### Work instructions
Every line of the data is to be transcribed without error.

Segment Open

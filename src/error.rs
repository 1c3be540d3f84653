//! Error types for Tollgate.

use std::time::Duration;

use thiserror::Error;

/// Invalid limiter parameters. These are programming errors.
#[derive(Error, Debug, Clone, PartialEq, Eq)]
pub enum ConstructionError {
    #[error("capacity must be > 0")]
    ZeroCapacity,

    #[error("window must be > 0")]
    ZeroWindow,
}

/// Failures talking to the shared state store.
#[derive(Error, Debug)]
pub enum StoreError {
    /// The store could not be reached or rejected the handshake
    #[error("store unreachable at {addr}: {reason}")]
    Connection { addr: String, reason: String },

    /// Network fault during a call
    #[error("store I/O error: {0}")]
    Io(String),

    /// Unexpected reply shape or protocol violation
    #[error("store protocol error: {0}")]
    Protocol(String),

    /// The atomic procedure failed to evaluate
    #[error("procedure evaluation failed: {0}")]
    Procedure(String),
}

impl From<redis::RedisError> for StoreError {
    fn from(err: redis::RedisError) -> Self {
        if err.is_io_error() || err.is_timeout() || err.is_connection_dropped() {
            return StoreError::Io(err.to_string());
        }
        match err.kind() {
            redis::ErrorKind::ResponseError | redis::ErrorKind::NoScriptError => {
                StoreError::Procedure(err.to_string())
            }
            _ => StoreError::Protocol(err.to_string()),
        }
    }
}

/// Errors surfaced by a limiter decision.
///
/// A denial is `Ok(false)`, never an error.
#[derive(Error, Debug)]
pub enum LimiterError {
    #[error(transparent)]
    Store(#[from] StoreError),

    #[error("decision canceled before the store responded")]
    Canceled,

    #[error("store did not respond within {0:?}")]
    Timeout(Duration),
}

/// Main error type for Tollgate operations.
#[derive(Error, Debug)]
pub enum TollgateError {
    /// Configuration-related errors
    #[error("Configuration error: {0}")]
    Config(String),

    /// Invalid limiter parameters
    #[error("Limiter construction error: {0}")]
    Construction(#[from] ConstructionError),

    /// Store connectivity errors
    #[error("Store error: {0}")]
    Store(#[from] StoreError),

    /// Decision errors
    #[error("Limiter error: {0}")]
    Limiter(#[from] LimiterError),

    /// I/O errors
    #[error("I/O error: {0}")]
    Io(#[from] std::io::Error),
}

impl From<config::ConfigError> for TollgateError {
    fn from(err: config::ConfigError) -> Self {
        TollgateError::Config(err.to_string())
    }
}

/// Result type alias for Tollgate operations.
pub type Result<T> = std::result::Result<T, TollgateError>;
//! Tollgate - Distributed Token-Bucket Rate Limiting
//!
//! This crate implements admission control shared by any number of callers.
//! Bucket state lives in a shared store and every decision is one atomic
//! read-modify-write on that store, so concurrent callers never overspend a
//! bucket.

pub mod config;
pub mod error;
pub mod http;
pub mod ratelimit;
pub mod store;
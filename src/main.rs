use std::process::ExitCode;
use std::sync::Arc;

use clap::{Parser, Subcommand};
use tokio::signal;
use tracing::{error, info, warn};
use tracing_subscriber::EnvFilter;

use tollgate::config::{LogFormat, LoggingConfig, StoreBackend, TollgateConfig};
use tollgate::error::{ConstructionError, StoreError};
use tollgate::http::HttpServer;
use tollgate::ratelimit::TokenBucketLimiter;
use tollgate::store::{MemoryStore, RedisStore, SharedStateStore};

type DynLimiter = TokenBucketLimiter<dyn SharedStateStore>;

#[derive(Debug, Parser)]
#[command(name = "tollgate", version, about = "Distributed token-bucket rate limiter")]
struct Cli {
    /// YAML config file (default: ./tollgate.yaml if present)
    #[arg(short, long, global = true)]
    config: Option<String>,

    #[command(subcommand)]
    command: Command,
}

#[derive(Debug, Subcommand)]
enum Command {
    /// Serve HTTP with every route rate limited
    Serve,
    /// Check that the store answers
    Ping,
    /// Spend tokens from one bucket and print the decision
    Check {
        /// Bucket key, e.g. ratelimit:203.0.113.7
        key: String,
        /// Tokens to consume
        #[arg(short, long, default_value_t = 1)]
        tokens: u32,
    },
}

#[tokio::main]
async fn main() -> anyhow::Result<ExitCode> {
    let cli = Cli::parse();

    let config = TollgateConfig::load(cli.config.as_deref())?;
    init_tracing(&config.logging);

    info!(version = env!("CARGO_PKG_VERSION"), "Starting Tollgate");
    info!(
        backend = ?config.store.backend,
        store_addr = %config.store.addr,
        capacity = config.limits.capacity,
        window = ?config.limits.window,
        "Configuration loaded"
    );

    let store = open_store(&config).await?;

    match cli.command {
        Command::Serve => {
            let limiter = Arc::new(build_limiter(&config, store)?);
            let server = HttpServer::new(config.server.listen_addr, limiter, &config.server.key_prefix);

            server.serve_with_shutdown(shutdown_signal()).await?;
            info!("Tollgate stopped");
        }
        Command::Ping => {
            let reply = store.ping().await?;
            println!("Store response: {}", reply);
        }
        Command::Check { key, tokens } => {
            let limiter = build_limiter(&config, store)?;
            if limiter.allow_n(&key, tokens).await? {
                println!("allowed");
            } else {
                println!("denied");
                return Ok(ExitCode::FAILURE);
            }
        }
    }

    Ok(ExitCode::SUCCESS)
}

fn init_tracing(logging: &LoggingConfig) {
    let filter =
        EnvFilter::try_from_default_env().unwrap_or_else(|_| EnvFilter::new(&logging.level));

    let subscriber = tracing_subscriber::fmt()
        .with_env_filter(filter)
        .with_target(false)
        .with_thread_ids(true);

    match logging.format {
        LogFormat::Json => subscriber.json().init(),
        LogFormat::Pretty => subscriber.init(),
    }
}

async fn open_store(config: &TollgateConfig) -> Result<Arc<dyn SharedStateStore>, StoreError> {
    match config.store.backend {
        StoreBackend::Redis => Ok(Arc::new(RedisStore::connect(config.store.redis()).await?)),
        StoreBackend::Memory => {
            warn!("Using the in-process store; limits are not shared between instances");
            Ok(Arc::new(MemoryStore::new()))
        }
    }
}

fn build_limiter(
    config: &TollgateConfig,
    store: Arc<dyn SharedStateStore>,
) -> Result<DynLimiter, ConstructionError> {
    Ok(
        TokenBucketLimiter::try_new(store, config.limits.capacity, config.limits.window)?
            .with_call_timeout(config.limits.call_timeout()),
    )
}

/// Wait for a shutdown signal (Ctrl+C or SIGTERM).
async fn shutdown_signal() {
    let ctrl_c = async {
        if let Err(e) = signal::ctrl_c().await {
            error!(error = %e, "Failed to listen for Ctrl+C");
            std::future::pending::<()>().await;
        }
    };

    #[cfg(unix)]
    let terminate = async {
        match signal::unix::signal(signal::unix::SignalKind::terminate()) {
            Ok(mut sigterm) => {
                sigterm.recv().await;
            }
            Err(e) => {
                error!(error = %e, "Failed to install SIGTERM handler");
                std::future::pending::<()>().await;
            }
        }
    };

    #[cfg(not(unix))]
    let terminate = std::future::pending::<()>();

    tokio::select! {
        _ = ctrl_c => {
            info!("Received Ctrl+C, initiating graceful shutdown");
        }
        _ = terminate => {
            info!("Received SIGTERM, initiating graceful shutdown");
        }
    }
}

Segment Closed

### Result of the exercise
filename src/error.rs
repository 1c3be540d3f84653
//! Error types for Tollgate.

use std::time::Duration;

use thiserror::Error;

/// Invalid limiter parameters. These are programming errors.
#[derive(Error, Debug, Clone, PartialEq, Eq)]
pub enum ConstructionError {
    #[error("capacity must be > 0")]
    ZeroCapacity,

    #[error("window must be > 0")]
    ZeroWindow,
}

/// Failures talking to the shared state store.
#[derive(Error, Debug)]
pub enum StoreError {
    /// The store could not be reached or rejected the handshake
    #[error("store unreachable at {addr}: {reason}")]
    Connection { addr: String, reason: String },

    /// Network fault during a call
    #[error("store I/O error: {0}")]
    Io(String),

    /// Unexpected reply shape or protocol violation
    #[error("store protocol error: {0}")]
    Protocol(String),

    /// The atomic procedure failed to evaluate
    #[error("procedure evaluation failed: {0}")]
    Procedure(String),
}

impl From<redis::RedisError> for StoreError {
    fn from(err: redis::RedisError) -> Self {
        if err.is_io_error() || err.is_timeout() || err.is_connection_dropped() {
            return StoreError::Io(err.to_string());
        }
        match err.kind() {
            redis::ErrorKind::ResponseError | redis::ErrorKind::NoScriptError => {
                StoreError::Procedure(err.to_string())
            }
            _ => StoreError::Protocol(err.to_string()),
        }
    }
}

/// Errors surfaced by a limiter decision.
///
/// A denial is `Ok(false)`, never an error.
#[derive(Error, Debug)]
pub enum LimiterError {
    #[error(transparent)]
    Store(#[from] StoreError),

    #[error("decision canceled before the store responded")]
    Canceled,

    #[error("store did not respond within {0:?}")]
    Timeout(Duration),
}

/// Main error type for Tollgate operations.
#[derive(Error, Debug)]
pub enum TollgateError {
    /// Configuration-related errors
    #[error("Configuration error: {0}")]
    Config(String),

    /// Invalid limiter parameters
    #[error("Limiter construction error: {0}")]
    Construction(#[from] ConstructionError),

    /// Store connectivity errors
    #[error("Store error: {0}")]
    Store(#[from] StoreError),

    /// Decision errors
    #[error("Limiter error: {0}")]
    Limiter(#[from] LimiterError),

    /// I/O errors
    #[error("I/O error: {0}")]
    Io(#[from] std::io::Error),
}

impl From<config::ConfigError> for TollgateError {
    fn from(err: config::ConfigError) -> Self {
        TollgateError::Config(err.to_string())
    }
}

/// Result type alias for Tollgate operations.
pub type Result<T> = std::result::Result<T, TollgateError>;
//! Tollgate - Distributed Token-Bucket Rate Limiting
//!
//! This crate implements admission control shared by any number of callers.
//! Bucket state lives in a shared store and every decision is one atomic
//! read-modify-write on that store, so concurrent callers never overspend a
//! bucket.

pub mod config;
pub mod error;
pub mod http;
pub mod ratelimit;
pub mod store;
filename src/main.rs
use std::process::ExitCode;
use std::sync::Arc;

use clap::{Parser, Subcommand};
use tokio::signal;
use tracing::{error, info, warn};
use tracing_subscriber::EnvFilter;

use tollgate::config::{LogFormat, LoggingConfig, StoreBackend, TollgateConfig};
use tollgate::error::{ConstructionError, StoreError};
use tollgate::http::HttpServer;
use tollgate::ratelimit::TokenBucketLimiter;
use tollgate::store::{MemoryStore, RedisStore, SharedStateStore};

type DynLimiter = TokenBucketLimiter<dyn SharedStateStore>;

#[derive(Debug, Parser)]
#[command(name = "tollgate", version, about = "Distributed token-bucket rate limiter")]
struct Cli {
    /// YAML config file (default: ./tollgate.yaml if present)
    #[arg(short, long, global = true)]
    config: Option<String>,

    #[command(subcommand)]
    command: Command,
}

#[derive(Debug, Subcommand)]
enum Command {
    /// Serve HTTP with every route rate limited
    Serve,
    /// Check that the store answers
    Ping,
    /// Spend tokens from one bucket and print the decision
    Check {
        /// Bucket key, e.g. ratelimit:203.0.113.7
        key: String,
        /// Tokens to consume
        #[arg(short, long, default_value_t = 1)]
        tokens: u32,
    },
}

#[tokio::main]
async fn main() -> anyhow::Result<ExitCode> {
    let cli = Cli::parse();

    let config = TollgateConfig::load(cli.config.as_deref())?;
    init_tracing(&config.logging);

    info!(version = env!("CARGO_PKG_VERSION"), "Starting Tollgate");
    info!(
        backend = ?config.store.backend,
        store_addr = %config.store.addr,
        capacity = config.limits.capacity,
        window = ?config.limits.window,
        "Configuration loaded"
    );

    let store = open_store(&config).await?;

    match cli.command {
        Command::Serve => {
            let limiter = Arc::new(build_limiter(&config, store)?);
            let server = HttpServer::new(config.server.listen_addr, limiter, &config.server.key_prefix);

            server.serve_with_shutdown(shutdown_signal()).await?;
            info!("Tollgate stopped");
        }
        Command::Ping => {
            let reply = store.ping().await?;
            println!("Store response: {}", reply);
        }
        Command::Check { key, tokens } => {
            let limiter = build_limiter(&config, store)?;
            if limiter.allow_n(&key, tokens).await? {
                println!("allowed");
            } else {
                println!("denied");
                return Ok(ExitCode::FAILURE);
            }
        }
    }

    Ok(ExitCode::SUCCESS)
}

fn init_tracing(logging: &LoggingConfig) {
    let filter =
        EnvFilter::try_from_default_env().unwrap_or_else(|_| EnvFilter::new(&logging.level));

    let subscriber = tracing_subscriber::fmt()
        .with_env_filter(filter)
        .with_target(false)
        .with_thread_ids(true);

    match logging.format {
        LogFormat::Json => subscriber.json().init(),
        LogFormat::Pretty => subscriber.init(),
    }
}

async fn open_store(config: &TollgateConfig) -> Result<Arc<dyn SharedStateStore>, StoreError> {
    match config.store.backend {
        StoreBackend::Redis => Ok(Arc::new(RedisStore::connect(config.store.redis()).await?)),
        StoreBackend::Memory => {
            warn!("Using the in-process store; limits are not shared between instances");
            Ok(Arc::new(MemoryStore::new()))
        }
    }
}

fn build_limiter(
    config: &TollgateConfig,
    store: Arc<dyn SharedStateStore>,
) -> Result<DynLimiter, ConstructionError> {
    Ok(
        TokenBucketLimiter::try_new(store, config.limits.capacity, config.limits.window)?
            .with_call_timeout(config.limits.call_timeout()),
    )
}

/// Wait for a shutdown signal (Ctrl+C or SIGTERM).
async fn shutdown_signal() {
    let ctrl_c = async {
        if let Err(e) = signal::ctrl_c().await {
            error!(error = %e, "Failed to listen for Ctrl+C");
            std::future::pending::<()>().await;
        }
    };

    #[cfg(unix)]
    let terminate = async {
        match signal::unix::signal(signal::unix::SignalKind::terminate()) {
            Ok(mut sigterm) => {
                sigterm.recv().await;
            }
            Err(e) => {
                error!(error = %e, "Failed to install SIGTERM handler");
                std::future::pending::<()>().await;
            }
        }
    };

    #[cfg(not(unix))]
    let terminate = std::future::pending::<()>();

    tokio::select! {
        _ = ctrl_c => {
            info!("Received Ctrl+C, initiating graceful shutdown");
        }
        _ = terminate => {
            info!("Received SIGTERM, initiating graceful shutdown");
        }
    }
}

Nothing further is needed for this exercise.